** Work required **
The lines to copy are those in the records below that hold the word "first".
----- Records supplied -----
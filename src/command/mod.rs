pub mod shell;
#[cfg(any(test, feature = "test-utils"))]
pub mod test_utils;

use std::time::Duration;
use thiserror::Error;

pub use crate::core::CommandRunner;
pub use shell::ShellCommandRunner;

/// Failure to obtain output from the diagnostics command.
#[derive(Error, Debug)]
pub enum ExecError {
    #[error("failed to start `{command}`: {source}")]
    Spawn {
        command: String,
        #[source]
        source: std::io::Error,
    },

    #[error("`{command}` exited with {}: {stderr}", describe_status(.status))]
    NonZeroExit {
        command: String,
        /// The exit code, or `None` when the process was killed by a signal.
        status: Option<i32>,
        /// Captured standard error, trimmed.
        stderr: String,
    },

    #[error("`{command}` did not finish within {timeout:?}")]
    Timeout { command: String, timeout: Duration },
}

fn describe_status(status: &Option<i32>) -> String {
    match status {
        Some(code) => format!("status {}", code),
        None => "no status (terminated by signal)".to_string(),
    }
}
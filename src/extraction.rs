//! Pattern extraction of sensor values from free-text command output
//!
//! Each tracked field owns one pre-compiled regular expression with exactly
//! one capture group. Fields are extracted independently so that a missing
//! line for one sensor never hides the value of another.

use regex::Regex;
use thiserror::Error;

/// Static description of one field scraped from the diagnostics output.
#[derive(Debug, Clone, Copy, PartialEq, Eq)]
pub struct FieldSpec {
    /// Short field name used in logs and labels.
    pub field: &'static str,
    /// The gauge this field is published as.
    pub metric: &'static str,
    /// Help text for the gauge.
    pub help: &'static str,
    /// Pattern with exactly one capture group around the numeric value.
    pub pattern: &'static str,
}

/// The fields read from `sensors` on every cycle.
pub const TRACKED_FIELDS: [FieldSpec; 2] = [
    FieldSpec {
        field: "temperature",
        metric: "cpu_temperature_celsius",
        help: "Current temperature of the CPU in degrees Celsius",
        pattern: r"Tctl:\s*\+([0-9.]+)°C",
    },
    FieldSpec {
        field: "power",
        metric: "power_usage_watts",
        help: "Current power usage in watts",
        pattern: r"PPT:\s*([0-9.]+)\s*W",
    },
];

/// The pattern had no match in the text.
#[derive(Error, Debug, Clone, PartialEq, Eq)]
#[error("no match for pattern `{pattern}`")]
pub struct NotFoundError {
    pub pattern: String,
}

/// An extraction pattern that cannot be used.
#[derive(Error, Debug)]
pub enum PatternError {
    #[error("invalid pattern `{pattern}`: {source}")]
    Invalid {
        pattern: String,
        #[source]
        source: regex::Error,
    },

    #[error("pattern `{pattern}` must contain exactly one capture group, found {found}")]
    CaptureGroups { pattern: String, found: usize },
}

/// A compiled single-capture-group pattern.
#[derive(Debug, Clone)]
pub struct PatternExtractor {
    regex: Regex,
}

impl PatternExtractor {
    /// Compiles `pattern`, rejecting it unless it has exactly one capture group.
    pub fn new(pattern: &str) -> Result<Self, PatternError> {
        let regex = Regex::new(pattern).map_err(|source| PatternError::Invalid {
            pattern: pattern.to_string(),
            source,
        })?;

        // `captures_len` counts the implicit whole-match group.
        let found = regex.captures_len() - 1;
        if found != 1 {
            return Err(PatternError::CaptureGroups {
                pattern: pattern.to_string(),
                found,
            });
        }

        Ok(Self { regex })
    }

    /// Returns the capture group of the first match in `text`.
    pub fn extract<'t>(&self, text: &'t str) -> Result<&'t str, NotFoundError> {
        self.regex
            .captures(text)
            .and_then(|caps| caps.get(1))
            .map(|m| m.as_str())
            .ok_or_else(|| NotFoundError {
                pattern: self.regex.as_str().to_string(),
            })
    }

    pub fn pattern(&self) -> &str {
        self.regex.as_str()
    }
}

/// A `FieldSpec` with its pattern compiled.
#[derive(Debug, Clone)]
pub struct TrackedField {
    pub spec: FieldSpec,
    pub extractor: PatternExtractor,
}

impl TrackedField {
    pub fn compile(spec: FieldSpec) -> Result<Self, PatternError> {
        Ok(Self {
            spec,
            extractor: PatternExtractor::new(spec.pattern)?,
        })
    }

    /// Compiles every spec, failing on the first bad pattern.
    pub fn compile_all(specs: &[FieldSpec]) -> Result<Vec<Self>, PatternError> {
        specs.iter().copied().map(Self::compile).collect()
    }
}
-----
** Answer to this problem **
    /// Returns the capture group of the first match in `text`.
    /// Compiles every spec, failing on the first bad pattern.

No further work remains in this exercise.